EXERCISE BRIEF: With the line containing "#[cfg(test)]" as the start and the line containing "let mut g = WordGraph::new(2, 2);" as the end, transcribe that span of the entries below exactly, including both.

(Data excerpts)
____________________
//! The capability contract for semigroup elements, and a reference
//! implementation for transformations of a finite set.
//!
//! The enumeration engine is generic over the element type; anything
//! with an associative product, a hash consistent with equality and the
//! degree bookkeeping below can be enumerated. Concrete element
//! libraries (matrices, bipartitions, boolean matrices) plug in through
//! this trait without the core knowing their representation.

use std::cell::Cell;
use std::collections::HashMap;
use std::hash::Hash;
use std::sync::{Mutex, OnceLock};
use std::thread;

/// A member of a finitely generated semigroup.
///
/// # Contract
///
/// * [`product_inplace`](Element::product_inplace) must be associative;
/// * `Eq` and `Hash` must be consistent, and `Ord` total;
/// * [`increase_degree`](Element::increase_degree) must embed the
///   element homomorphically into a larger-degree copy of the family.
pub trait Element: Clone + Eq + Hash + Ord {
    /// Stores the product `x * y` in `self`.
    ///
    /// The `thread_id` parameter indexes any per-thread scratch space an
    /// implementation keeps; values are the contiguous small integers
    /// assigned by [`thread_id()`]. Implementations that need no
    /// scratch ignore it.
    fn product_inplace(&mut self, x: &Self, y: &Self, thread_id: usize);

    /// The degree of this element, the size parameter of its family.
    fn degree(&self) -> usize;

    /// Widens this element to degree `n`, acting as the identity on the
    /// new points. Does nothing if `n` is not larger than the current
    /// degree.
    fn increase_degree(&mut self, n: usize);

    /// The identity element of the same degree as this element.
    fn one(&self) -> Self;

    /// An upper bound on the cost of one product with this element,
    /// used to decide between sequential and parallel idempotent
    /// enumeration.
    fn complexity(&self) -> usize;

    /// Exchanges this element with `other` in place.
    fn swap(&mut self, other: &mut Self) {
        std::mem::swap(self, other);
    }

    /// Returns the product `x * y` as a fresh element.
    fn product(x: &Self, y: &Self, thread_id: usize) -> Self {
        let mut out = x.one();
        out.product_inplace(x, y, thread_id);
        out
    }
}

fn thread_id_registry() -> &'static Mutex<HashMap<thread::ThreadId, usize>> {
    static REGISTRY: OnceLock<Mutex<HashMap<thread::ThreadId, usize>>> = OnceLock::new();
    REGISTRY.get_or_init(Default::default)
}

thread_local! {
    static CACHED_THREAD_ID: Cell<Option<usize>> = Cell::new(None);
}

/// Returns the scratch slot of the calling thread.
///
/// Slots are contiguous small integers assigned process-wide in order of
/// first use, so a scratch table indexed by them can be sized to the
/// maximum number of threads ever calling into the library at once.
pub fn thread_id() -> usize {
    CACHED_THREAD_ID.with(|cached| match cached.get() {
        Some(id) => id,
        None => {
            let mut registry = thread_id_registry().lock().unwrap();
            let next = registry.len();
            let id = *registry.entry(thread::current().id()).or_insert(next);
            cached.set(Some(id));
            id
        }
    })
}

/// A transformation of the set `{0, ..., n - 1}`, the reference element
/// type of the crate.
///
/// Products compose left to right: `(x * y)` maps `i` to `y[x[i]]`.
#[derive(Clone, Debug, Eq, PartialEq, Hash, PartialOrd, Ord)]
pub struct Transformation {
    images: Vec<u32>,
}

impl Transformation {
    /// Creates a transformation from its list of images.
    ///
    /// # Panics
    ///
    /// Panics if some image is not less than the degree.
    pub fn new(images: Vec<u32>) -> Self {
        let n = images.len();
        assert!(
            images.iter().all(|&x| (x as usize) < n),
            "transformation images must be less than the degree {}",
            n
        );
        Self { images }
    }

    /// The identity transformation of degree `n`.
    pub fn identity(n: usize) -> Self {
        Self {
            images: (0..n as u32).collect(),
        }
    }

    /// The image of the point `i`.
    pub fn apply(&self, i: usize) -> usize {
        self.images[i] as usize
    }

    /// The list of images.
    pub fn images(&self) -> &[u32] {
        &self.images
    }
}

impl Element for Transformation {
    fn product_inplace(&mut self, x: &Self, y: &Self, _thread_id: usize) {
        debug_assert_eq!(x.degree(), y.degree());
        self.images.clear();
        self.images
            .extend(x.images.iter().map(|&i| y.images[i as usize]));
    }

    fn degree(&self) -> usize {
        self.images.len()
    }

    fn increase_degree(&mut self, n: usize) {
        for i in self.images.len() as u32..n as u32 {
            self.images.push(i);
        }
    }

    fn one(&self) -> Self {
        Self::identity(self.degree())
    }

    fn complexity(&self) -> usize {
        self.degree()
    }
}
____________________
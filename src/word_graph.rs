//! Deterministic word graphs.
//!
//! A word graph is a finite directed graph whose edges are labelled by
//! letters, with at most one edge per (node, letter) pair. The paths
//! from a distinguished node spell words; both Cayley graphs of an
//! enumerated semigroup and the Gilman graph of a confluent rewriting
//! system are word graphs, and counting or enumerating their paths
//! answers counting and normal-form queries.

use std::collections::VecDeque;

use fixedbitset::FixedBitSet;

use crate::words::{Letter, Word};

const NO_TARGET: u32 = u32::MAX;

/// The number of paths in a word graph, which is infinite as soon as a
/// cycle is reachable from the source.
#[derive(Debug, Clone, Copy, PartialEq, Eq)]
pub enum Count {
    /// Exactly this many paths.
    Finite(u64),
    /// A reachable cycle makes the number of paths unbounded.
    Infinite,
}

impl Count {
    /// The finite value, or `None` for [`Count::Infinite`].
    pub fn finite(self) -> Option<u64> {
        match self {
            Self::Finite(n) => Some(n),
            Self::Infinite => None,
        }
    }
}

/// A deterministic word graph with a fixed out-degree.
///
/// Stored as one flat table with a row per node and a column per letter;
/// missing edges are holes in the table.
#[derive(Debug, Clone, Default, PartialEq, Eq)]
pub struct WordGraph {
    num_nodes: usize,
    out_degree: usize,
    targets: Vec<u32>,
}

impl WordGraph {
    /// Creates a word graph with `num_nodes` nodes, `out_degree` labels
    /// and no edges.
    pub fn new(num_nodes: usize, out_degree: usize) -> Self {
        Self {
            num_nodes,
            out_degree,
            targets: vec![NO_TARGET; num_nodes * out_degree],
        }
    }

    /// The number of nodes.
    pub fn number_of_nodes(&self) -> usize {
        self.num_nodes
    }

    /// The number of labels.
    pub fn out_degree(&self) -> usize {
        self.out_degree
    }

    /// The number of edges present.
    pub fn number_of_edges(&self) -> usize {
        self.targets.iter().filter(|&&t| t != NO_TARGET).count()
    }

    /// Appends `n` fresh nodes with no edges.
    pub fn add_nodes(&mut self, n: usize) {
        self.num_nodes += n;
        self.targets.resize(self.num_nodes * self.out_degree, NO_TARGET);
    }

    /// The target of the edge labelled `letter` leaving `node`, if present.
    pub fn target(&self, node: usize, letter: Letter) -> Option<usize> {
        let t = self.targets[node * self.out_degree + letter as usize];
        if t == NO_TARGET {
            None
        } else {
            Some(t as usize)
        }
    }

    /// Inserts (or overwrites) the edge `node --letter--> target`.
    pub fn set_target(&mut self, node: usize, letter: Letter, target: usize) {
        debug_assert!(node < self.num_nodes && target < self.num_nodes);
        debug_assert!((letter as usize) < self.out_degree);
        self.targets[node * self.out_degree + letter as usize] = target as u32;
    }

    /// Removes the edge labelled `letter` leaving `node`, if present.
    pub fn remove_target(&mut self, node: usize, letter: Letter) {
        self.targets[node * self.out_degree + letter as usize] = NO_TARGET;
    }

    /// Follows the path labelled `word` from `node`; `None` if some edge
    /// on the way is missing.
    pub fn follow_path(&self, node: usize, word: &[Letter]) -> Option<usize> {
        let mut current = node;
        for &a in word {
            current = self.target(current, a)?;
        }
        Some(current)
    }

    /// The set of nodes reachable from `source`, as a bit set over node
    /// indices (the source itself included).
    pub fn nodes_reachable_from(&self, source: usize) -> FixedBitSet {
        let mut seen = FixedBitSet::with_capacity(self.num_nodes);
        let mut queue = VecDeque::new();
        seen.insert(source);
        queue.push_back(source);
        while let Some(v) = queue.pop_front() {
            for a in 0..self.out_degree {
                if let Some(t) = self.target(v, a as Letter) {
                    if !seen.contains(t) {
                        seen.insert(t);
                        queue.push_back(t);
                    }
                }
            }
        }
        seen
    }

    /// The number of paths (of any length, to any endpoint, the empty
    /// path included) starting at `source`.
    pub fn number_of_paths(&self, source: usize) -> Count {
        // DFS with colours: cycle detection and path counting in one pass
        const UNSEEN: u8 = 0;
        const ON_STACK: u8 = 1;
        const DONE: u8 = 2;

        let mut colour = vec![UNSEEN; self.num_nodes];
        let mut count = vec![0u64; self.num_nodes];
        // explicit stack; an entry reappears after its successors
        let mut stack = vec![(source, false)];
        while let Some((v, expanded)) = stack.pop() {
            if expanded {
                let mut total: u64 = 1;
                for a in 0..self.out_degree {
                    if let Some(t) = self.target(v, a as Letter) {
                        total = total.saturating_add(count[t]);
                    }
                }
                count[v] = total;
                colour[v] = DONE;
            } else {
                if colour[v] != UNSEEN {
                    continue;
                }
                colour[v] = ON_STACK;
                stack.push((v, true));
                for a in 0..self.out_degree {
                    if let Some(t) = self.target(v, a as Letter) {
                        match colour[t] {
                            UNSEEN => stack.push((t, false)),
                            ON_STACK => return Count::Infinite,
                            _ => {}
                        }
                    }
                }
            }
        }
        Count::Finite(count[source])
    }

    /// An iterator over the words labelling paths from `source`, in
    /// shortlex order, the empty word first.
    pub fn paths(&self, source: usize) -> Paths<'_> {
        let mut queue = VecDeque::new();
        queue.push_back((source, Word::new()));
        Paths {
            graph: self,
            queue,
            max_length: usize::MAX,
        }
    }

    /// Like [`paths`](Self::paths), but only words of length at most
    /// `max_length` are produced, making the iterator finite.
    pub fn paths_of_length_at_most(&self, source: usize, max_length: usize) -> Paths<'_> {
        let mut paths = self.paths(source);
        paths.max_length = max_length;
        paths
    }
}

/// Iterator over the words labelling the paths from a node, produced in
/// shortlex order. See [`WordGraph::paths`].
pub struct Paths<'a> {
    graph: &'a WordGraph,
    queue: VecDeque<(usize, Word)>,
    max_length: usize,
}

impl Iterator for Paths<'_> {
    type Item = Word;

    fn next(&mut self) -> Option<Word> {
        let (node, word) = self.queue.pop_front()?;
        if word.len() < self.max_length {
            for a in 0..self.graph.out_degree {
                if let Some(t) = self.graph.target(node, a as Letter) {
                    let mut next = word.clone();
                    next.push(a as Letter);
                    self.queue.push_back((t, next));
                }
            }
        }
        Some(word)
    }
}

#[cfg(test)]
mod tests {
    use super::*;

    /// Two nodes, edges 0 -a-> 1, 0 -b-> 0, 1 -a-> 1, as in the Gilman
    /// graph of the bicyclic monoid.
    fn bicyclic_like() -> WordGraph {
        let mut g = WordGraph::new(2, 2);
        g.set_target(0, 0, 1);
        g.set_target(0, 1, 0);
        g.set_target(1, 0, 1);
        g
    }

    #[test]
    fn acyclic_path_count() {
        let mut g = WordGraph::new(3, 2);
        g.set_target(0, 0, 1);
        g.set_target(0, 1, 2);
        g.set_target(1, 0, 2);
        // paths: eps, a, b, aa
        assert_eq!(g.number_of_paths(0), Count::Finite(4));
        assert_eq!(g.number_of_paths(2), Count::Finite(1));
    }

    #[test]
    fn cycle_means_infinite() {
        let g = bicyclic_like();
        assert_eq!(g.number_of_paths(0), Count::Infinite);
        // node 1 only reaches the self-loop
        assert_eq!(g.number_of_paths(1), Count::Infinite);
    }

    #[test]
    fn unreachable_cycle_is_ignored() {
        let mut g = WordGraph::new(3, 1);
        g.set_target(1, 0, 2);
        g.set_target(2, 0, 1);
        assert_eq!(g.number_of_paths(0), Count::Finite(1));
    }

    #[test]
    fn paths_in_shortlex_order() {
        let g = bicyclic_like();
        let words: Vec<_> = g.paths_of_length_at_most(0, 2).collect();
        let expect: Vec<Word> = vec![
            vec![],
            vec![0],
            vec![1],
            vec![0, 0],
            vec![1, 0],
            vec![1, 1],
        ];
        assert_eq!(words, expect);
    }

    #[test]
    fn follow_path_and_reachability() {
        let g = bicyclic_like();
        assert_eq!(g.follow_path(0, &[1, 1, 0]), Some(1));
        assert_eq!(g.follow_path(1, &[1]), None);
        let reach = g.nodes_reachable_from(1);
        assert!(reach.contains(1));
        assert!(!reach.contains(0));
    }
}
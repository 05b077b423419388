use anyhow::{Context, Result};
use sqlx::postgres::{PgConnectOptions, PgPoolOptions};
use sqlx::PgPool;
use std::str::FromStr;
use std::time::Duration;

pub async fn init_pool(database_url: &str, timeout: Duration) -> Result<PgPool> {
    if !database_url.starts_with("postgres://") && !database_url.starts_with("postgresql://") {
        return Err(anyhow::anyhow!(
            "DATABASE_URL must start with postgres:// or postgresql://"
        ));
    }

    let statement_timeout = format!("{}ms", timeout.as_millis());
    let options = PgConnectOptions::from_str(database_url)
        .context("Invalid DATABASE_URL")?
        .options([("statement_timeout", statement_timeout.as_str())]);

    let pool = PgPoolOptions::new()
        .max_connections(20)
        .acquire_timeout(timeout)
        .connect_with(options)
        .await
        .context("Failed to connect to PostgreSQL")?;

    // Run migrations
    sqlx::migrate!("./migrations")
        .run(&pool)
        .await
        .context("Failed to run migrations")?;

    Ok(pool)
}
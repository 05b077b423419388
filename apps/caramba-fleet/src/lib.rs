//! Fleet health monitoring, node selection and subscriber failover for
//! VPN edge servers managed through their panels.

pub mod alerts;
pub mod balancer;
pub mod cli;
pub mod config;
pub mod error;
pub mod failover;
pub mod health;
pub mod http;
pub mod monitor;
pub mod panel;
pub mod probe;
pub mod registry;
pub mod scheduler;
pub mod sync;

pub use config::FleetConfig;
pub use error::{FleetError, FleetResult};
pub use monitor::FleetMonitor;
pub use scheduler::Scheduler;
____________________
RESPONSE:
#[cfg(test)]
mod tests {
    use super::*;

    /// Two nodes, edges 0 -a-> 1, 0 -b-> 0, 1 -a-> 1, as in the Gilman
    /// graph of the bicyclic monoid.
    fn bicyclic_like() -> WordGraph {
        let mut g = WordGraph::new(2, 2);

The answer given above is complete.